(Excerpts from a dataset)
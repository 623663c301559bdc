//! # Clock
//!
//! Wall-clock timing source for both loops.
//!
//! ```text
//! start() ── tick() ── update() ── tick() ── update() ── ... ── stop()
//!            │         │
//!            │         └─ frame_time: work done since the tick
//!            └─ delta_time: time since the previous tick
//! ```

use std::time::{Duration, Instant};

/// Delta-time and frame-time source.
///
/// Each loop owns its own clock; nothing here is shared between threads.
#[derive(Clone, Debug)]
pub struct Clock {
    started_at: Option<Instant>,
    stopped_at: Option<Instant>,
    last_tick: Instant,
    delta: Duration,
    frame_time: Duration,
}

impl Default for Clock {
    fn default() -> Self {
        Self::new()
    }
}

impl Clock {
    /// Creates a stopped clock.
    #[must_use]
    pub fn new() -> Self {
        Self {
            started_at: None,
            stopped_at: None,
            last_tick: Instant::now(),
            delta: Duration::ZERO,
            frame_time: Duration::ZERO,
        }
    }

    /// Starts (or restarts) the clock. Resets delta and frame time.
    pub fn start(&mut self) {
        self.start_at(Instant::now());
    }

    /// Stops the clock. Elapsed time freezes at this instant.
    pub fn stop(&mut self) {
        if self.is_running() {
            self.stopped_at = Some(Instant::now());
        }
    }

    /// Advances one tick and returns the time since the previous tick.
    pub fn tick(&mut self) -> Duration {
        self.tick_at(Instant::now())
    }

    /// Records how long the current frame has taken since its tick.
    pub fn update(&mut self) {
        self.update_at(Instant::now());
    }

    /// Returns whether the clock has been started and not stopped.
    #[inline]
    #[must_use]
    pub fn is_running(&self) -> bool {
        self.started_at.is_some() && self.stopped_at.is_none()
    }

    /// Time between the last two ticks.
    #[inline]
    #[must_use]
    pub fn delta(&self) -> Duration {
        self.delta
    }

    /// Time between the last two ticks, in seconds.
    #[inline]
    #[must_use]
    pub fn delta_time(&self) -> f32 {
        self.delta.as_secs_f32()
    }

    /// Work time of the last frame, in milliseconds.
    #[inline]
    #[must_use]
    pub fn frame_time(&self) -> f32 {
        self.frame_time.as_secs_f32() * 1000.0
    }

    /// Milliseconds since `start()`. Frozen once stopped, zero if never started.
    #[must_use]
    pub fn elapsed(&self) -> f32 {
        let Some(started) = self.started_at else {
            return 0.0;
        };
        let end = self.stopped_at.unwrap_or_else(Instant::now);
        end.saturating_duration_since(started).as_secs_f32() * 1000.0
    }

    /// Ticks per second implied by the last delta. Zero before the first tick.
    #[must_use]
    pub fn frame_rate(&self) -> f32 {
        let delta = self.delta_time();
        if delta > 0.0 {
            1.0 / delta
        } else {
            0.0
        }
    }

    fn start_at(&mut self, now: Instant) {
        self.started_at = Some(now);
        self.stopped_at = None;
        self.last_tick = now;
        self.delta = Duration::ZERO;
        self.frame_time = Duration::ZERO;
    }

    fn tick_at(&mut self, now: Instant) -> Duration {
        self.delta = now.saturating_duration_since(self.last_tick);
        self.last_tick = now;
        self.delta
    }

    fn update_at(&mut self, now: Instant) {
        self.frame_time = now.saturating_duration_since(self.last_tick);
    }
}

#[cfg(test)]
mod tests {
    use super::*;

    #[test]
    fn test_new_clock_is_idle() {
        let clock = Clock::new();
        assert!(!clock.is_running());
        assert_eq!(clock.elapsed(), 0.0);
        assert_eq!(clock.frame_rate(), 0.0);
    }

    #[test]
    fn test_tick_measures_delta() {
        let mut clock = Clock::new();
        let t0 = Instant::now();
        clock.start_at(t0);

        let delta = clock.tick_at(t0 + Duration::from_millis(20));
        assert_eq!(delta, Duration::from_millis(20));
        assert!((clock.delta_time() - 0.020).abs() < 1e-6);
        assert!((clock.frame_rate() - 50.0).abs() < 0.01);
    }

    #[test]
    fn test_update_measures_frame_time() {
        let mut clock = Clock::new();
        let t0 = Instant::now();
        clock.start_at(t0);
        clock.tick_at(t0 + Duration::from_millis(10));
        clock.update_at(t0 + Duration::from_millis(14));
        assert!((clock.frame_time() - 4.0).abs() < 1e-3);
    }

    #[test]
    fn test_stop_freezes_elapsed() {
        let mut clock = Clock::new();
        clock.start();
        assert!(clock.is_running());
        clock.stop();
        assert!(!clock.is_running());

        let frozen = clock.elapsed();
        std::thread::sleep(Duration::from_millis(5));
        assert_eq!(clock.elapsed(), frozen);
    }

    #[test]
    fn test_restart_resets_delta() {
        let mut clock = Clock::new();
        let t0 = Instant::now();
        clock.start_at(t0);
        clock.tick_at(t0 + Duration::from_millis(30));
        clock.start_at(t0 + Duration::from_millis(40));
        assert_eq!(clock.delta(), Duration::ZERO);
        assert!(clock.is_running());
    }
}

- [ASSIGNMENT]:
Could you transcribe the entries above word for word, from the line with "impl Default for" down to the line with "at this instant.", keeping both?

- [THE ANSWER]:
impl Default for Clock {
    fn default() -> Self {
        Self::new()
    }
}

impl Clock {
    /// Creates a stopped clock.
    #[must_use]
    pub fn new() -> Self {
        Self {
            started_at: None,
            stopped_at: None,
            last_tick: Instant::now(),
            delta: Duration::ZERO,
            frame_time: Duration::ZERO,
        }
    }

    /// Starts (or restarts) the clock. Resets delta and frame time.
    pub fn start(&mut self) {
        self.start_at(Instant::now());
    }

    /// Stops the clock. Elapsed time freezes at this instant.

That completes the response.